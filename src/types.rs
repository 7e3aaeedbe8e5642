//! Core types for the registry mirror.

use serde::{Deserialize, Serialize};
use std::collections::BTreeMap;
use std::fmt;

/// Group used by the registry when none is given.
pub const DEFAULT_GROUP: &str = "DEFAULT_GROUP";

/// Identity of a watched service: a (service, group) pair compared by value.
#[derive(Clone, PartialEq, Eq, PartialOrd, Ord, Hash, Serialize, Deserialize)]
pub struct ServiceKey {
    pub service: String,
    pub group: String,
}

impl ServiceKey {
    pub fn new(service: impl Into<String>, group: impl Into<String>) -> Self {
        Self {
            service: service.into(),
            group: group.into(),
        }
    }
}

impl fmt::Debug for ServiceKey {
    fn fmt(&self, f: &mut fmt::Formatter<'_>) -> fmt::Result {
        write!(f, "ServiceKey({:?}, {:?})", self.service, self.group)
    }
}

// Display form is for logs only; equality never goes through it.
impl fmt::Display for ServiceKey {
    fn fmt(&self, f: &mut fmt::Formatter<'_>) -> fmt::Result {
        write!(f, "{}@@{}", self.group, self.service)
    }
}

/// One network instance of a service, as supplied by the registry.
///
/// Field order here is the field order of the serialized JSON.
#[derive(Clone, Debug, PartialEq, Serialize, Deserialize)]
#[serde(rename_all = "camelCase")]
pub struct Instance {
    #[serde(default, skip_serializing_if = "Option::is_none")]
    pub instance_id: Option<String>,
    pub ip: String,
    pub port: u16,
    #[serde(default = "default_weight")]
    pub weight: f64,
    #[serde(default = "default_true")]
    pub healthy: bool,
    #[serde(default = "default_true")]
    pub enabled: bool,
    #[serde(default = "default_true")]
    pub ephemeral: bool,
    #[serde(default = "default_cluster")]
    pub cluster_name: String,
    #[serde(default, skip_serializing_if = "Option::is_none")]
    pub service_name: Option<String>,
    #[serde(default)]
    pub metadata: BTreeMap<String, String>,
}

fn default_weight() -> f64 {
    1.0
}

fn default_true() -> bool {
    true
}

fn default_cluster() -> String {
    "DEFAULT".to_string()
}

impl Instance {
    /// Healthy, enabled, ephemeral instance with weight 1 in the default cluster.
    pub fn new(ip: impl Into<String>, port: u16) -> Self {
        Self {
            instance_id: None,
            ip: ip.into(),
            port,
            weight: default_weight(),
            healthy: true,
            enabled: true,
            ephemeral: true,
            cluster_name: default_cluster(),
            service_name: None,
            metadata: BTreeMap::new(),
        }
    }

    pub fn with_weight(mut self, weight: f64) -> Self {
        self.weight = weight;
        self
    }

    pub fn with_healthy(mut self, healthy: bool) -> Self {
        self.healthy = healthy;
        self
    }

    pub fn with_cluster(mut self, cluster: impl Into<String>) -> Self {
        self.cluster_name = cluster.into();
        self
    }

    pub fn with_metadata(mut self, key: impl Into<String>, value: impl Into<String>) -> Self {
        self.metadata.insert(key.into(), value.into());
        self
    }

    /// `ip:port`, the identity of an instance within one cluster.
    pub fn address(&self) -> String {
        format!("{}:{}", self.ip, self.port)
    }
}

/// Notification delivered by a registry client to subscribed listeners.
#[derive(Clone, Debug)]
#[non_exhaustive]
pub enum RegistryEvent {
    /// Membership of a watched service changed. Carries the full current
    /// instance list, not a delta.
    InstancesChanged {
        service: String,
        group: String,
        clusters: String,
        instances: Vec<Instance>,
    },

    /// Any other notification kind.
    Other { kind: String },
}

impl RegistryEvent {
    pub fn instances_changed(
        service: impl Into<String>,
        group: impl Into<String>,
        instances: Vec<Instance>,
    ) -> Self {
        RegistryEvent::InstancesChanged {
            service: service.into(),
            group: group.into(),
            clusters: String::new(),
            instances,
        }
    }
}

/// One page of a service listing.
#[derive(Clone, Debug, Default, PartialEq, Eq)]
pub struct ServicePage {
    /// Total number of services in the group, across all pages.
    pub count: usize,
    /// Service names on this page.
    pub services: Vec<String>,
}

/// A subscription the registry client already holds.
#[derive(Clone, Debug, PartialEq, Eq)]
pub struct SubscribedService {
    pub name: String,
    pub group: String,
}

impl SubscribedService {
    pub fn key(&self) -> ServiceKey {
        ServiceKey::new(self.name.clone(), self.group.clone())
    }
}

/// Normalized output unit, one per membership-change notification.
#[derive(Clone, Debug, PartialEq, Eq, Serialize, Deserialize)]
pub struct ChangeRecord {
    pub namespace: String,
    pub service: String,
    /// JSON array of the instances, in the order the registry supplied them.
    pub instances: String,
}

#[cfg(test)]
mod tests {
    use super::*;

    #[test]
    fn test_service_key_is_structural() {
        // Would collide as "a@b" + "c" vs "a" + "b@c" under concatenation.
        let left = ServiceKey::new("a@b", "c");
        let right = ServiceKey::new("a", "b@c");
        assert_ne!(left, right);
        assert_eq!(left, ServiceKey::new("a@b", "c"));
    }

    #[test]
    fn test_instance_json_shape() {
        let instance = Instance::new("10.0.0.1", 8080).with_metadata("zone", "a");
        let json = serde_json::to_string(&instance).unwrap();
        assert_eq!(
            json,
            r#"{"ip":"10.0.0.1","port":8080,"weight":1.0,"healthy":true,"enabled":true,"ephemeral":true,"clusterName":"DEFAULT","metadata":{"zone":"a"}}"#
        );
    }

    #[test]
    fn test_instance_defaults_on_deserialize() {
        let instance: Instance = serde_json::from_str(r#"{"ip":"10.0.0.2","port":9090}"#).unwrap();
        assert_eq!(instance, Instance::new("10.0.0.2", 9090));
        assert_eq!(instance.address(), "10.0.0.2:9090");
    }
}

BRIEF >>
Identify and extract each line of the listing that contains "BTreeMap".

YOUR RESPONSE >>
use std::collections::BTreeMap;
    pub metadata: BTreeMap<String, String>,
            metadata: BTreeMap::new(),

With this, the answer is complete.